INSTRUCTIONS FOR THE TASK. Within the material below, locate the line with "is ever requested." and the line with "if let Some(text)", then return those two lines and all lines between them, exactly as written.

RECORDS.
//! Gemini `generateContent` response types.

use serde::Deserialize;
use serde_json::Value;

/// Top-level Gemini API response.
#[derive(Debug, Deserialize)]
#[serde(rename_all = "camelCase")]
pub struct GeminiResponse {
    #[serde(default)]
    pub candidates: Vec<Candidate>,
    pub usage_metadata: Option<UsageMetadata>,
    /// Present instead of candidates when the prompt was blocked
    pub prompt_feedback: Option<PromptFeedback>,
}

/// A single response candidate.
#[derive(Debug, Deserialize)]
#[serde(rename_all = "camelCase")]
pub struct Candidate {
    #[serde(default)]
    pub content: Content,
    pub finish_reason: Option<String>,
}

/// Content block containing parts.
#[derive(Debug, Default, Deserialize)]
pub struct Content {
    #[serde(default)]
    pub parts: Vec<Part>,
}

/// A single part of the response (text or function call).
#[derive(Debug, Deserialize)]
#[serde(rename_all = "camelCase")]
pub struct Part {
    pub text: Option<String>,
    pub function_call: Option<FunctionCall>,
}

/// Function call requested by the model.
#[derive(Debug, Deserialize)]
pub struct FunctionCall {
    pub name: String,
    #[serde(default)]
    pub args: Value,
}

/// Token usage metadata.
#[derive(Debug, Deserialize)]
#[serde(rename_all = "camelCase")]
pub struct UsageMetadata {
    pub prompt_token_count: Option<usize>,
    pub candidates_token_count: Option<usize>,
    pub total_token_count: Option<usize>,
}

#[derive(Debug, Deserialize)]
#[serde(rename_all = "camelCase")]
pub struct PromptFeedback {
    pub block_reason: Option<String>,
}

/// `{"error": {...}}` body returned in place of a response.
#[derive(Debug, Deserialize)]
pub struct GeminiErrorBody {
    pub error: GeminiError,
}

#[derive(Debug, Deserialize)]
pub struct GeminiError {
    #[serde(default)]
    pub status: String,
    pub message: String,
}
use colored::*;

use crate::agent::{ToolCall, ToolStatus};

const RULE_WIDTH: usize = 60;

pub fn print_header(model: &str, vendor: &str) {
    let line = "─".repeat(RULE_WIDTH);
    eprintln!("{}", line.black().bold());

    let name = "Quill".yellow().bold();
    let version = format!("v{}", env!("CARGO_PKG_VERSION")).black().bold();
    eprintln!("  {} {}", name, version);

    let info = format!("  {}  •  {}", model, vendor).cyan();
    eprintln!("{}", info);

    eprintln!("{}", line.black().bold());
}

pub fn print_step(msg: &str) {
    eprintln!("  {} {}", "•".green(), msg);
}

pub fn print_success(msg: &str) {
    eprintln!("  {} {}", "✓".green().bold(), msg.green());
}

pub fn print_warning(msg: &str) {
    eprintln!("  {} {}", "⚠".yellow().bold(), msg.yellow());
}

pub fn print_error(msg: &str) {
    eprintln!("  {} {}", "✗".red().bold(), msg.red());
}

/// One line describing a tool call's current status.
pub fn tool_status_line(call: &ToolCall) -> String {
    match call.status {
        ToolStatus::Pending => format!("{} {}", "∴".magenta(), call.name),
        ToolStatus::Running => format!("{} {} {}", "→".cyan(), call.name.bold(), call.args),
        ToolStatus::Success => format!("{} {}", "✓".green().bold(), call.name),
        ToolStatus::Error => format!(
            "{} {}: {}",
            "✗".red().bold(),
            call.name,
            call.error.as_deref().unwrap_or("failed").red()
        ),
    }
}

/// Tool progress goes to stderr so stdout carries only the answer.
pub fn print_tool_event(call: &ToolCall) {
    // Pending is immediately followed by running; one line is enough.
    if call.status != ToolStatus::Pending {
        eprintln!("  {}", tool_status_line(call));
    }
}
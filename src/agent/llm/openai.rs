//! OpenAI-compatible chat completions adapter.
//!
//! Wire format: `data: <json>\n\n` records terminated by `data: [DONE]`.
//! Tool-call arguments arrive as string fragments keyed by `index`.

use async_trait::async_trait;
use bytes::Bytes;
use eventsource_stream::Event;
use futures_util::Stream;
use reqwest::Client;
use serde::Deserialize;
use serde_json::{json, Value};
use tracing::{debug, warn};

use crate::agent::message::{Message, Role};
use crate::config::ProviderConfig;
use crate::tools::ToolDefinition;
use crate::Result;

use super::framing::{check_status, decode_frames, send_error, sse_frames, Frame};
use super::{ChatRequest, EventStream, ProviderAdapter, ProviderProfile, StreamEvent, Vendor};

const DONE_MARKER: &str = "[DONE]";

/// Adapter for OpenAI and OpenAI-compatible endpoints.
#[derive(Clone)]
pub struct OpenAiAdapter {
    endpoint: String,
    api_key: String,
    model: String,
    temperature: f32,
    max_tokens: u32,
    debug_wire: bool,
    profile: ProviderProfile,
    client: Client,
}

impl OpenAiAdapter {
    pub fn new(config: &ProviderConfig) -> Self {
        Self {
            endpoint: config.endpoint_url(),
            api_key: config.api_key.clone(),
            model: config.model_name().to_string(),
            temperature: config.temperature,
            max_tokens: config.max_output_tokens,
            debug_wire: config.debug_wire,
            profile: ProviderProfile::for_config(config),
            client: Client::new(),
        }
    }

    fn build_url(&self) -> String {
        format!("{}/chat/completions", self.endpoint)
    }

    /// Request body for one streaming round.
    pub fn build_body(&self, request: &ChatRequest) -> Value {
        let mut messages = Vec::new();
        if !request.system.is_empty() {
            messages.push(json!({"role": "system", "content": request.system}));
        }
        messages.extend(request.wire_messages(&self.profile).iter().map(convert_message));

        let mut body = json!({
            "model": self.model,
            "messages": messages,
            "stream": true,
            "temperature": self.temperature,
            "max_tokens": self.max_tokens,
        });
        if let Some(tools) = request.native_tools(&self.profile) {
            body["tools"] = convert_tools(tools);
        }
        body
    }
}

fn convert_message(msg: &Message) -> Value {
    match msg.role {
        Role::Tool => json!({
            "role": "tool",
            "tool_call_id": msg.tool_call_id.as_deref().unwrap_or_default(),
            "content": msg.content,
        }),
        Role::Assistant if !msg.calls().is_empty() => {
            let calls: Vec<Value> = msg
                .calls()
                .iter()
                // The executed arguments, after recovery and the `{}` fallback.
                .map(|call| {
                    json!({
                        "id": call.id,
                        "type": "function",
                        "function": {"name": call.name, "arguments": call.args.to_string()}
                    })
                })
                .collect();
            let content = if msg.content.is_empty() {
                Value::Null
            } else {
                Value::String(msg.content.clone())
            };
            json!({"role": "assistant", "content": content, "tool_calls": calls})
        }
        Role::System => json!({"role": "system", "content": msg.content}),
        Role::User => json!({"role": "user", "content": msg.content}),
        Role::Assistant => json!({"role": "assistant", "content": msg.content}),
    }
}

fn convert_tools(tools: &[ToolDefinition]) -> Value {
    tools
        .iter()
        .map(|t| {
            json!({
                "type": "function",
                "function": {
                    "name": t.name,
                    "description": t.description,
                    "parameters": t.parameters
                }
            })
        })
        .collect()
}

#[derive(Debug, Deserialize)]
struct Chunk {
    #[serde(default)]
    choices: Vec<Choice>,
}

#[derive(Debug, Deserialize)]
struct Choice {
    #[serde(default)]
    delta: Delta,
    finish_reason: Option<String>,
}

#[derive(Debug, Default, Deserialize)]
struct Delta {
    content: Option<String>,
    #[serde(default)]
    tool_calls: Vec<ToolCallChunk>,
}

#[derive(Debug, Deserialize)]
struct ToolCallChunk {
    #[serde(default)]
    index: usize,
    id: Option<String>,
    function: Option<FunctionChunk>,
}

#[derive(Debug, Deserialize)]
struct FunctionChunk {
    name: Option<String>,
    arguments: Option<String>,
}

fn extract_api_error(event: &Value) -> Option<String> {
    let error = event.get("error")?;
    if let Some(message) = error.get("message").and_then(|v| v.as_str()) {
        return Some(message.to_string());
    }
    if let Some(message) = error.as_str() {
        return Some(message.to_string());
    }
    Some("An error occurred during streaming".to_string())
}

fn decode_event(event: Event, debug_wire: bool) -> Frame {
    let raw = event.data;
    if debug_wire {
        debug!("openai frame: {}", raw);
    }
    if raw.trim() == DONE_MARKER {
        return Frame::End(vec![]);
    }

    let value: Value = match serde_json::from_str(&raw) {
        Ok(value) => value,
        Err(e) => {
            warn!("Skipping malformed OpenAI frame: {}", e);
            return Frame::Skip;
        }
    };
    if let Some(message) = extract_api_error(&value) {
        return Frame::Fail(message);
    }
    let chunk: Chunk = match serde_json::from_value(value) {
        Ok(chunk) => chunk,
        Err(e) => {
            warn!("Skipping OpenAI frame with unexpected shape: {}", e);
            return Frame::Skip;
        }
    };

    // Only the first choice is ever requested.
    let Some(choice) = chunk.choices.into_iter().next() else {
        return Frame::Skip;
    };

    let mut events = Vec::new();
    if let Some(text) = choice.delta.content.filter(|t| !t.is_empty()) {
        events.push(StreamEvent::TextDelta(text));
    }
    for call in choice.delta.tool_calls {
        let (name, arguments) = match call.function {
            Some(f) => (f.name, f.arguments),
            None => (None, None),
        };
        events.push(StreamEvent::ToolCallDelta {
            index: call.index,
            id: call.id,
            name,
            arguments,
        });
    }
    if let Some(reason) = choice.finish_reason {
        events.push(StreamEvent::Finish {
            reason: Some(reason),
        });
    }
    Frame::Events(events)
}

/// Decode an OpenAI SSE byte stream into normalized events.
pub fn decode_stream<S, E>(bytes: S, debug_wire: bool) -> EventStream
where
    S: Stream<Item = std::result::Result<Bytes, E>> + Send + 'static,
    E: std::fmt::Display + Send + 'static,
{
    decode_frames(Vendor::OpenAi, sse_frames(bytes), move |event| {
        decode_event(event, debug_wire)
    })
}

#[async_trait]
impl ProviderAdapter for OpenAiAdapter {
    fn vendor(&self) -> Vendor {
        Vendor::OpenAi
    }

    fn profile(&self) -> &ProviderProfile {
        &self.profile
    }

    async fn open(&self, request: &ChatRequest) -> Result<EventStream> {
        let body = self.build_body(request);
        debug!("OpenAI request to {} ({} messages)", self.build_url(), body["messages"].as_array().map_or(0, |m| m.len()));

        let response = self
            .client
            .post(self.build_url())
            .bearer_auth(&self.api_key)
            .json(&body)
            .send()
            .await
            .map_err(|e| send_error(Vendor::OpenAi, e))?;
        let response = check_status(Vendor::OpenAi, response).await?;

        Ok(decode_stream(response.bytes_stream(), self.debug_wire))
    }
}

OUTPUT OF THE TASK.
    // Only the first choice is ever requested.
    let Some(choice) = chunk.choices.into_iter().next() else {
        return Frame::Skip;
    };

    let mut events = Vec::new();
    if let Some(text) = choice.delta.content.filter(|t| !t.is_empty()) {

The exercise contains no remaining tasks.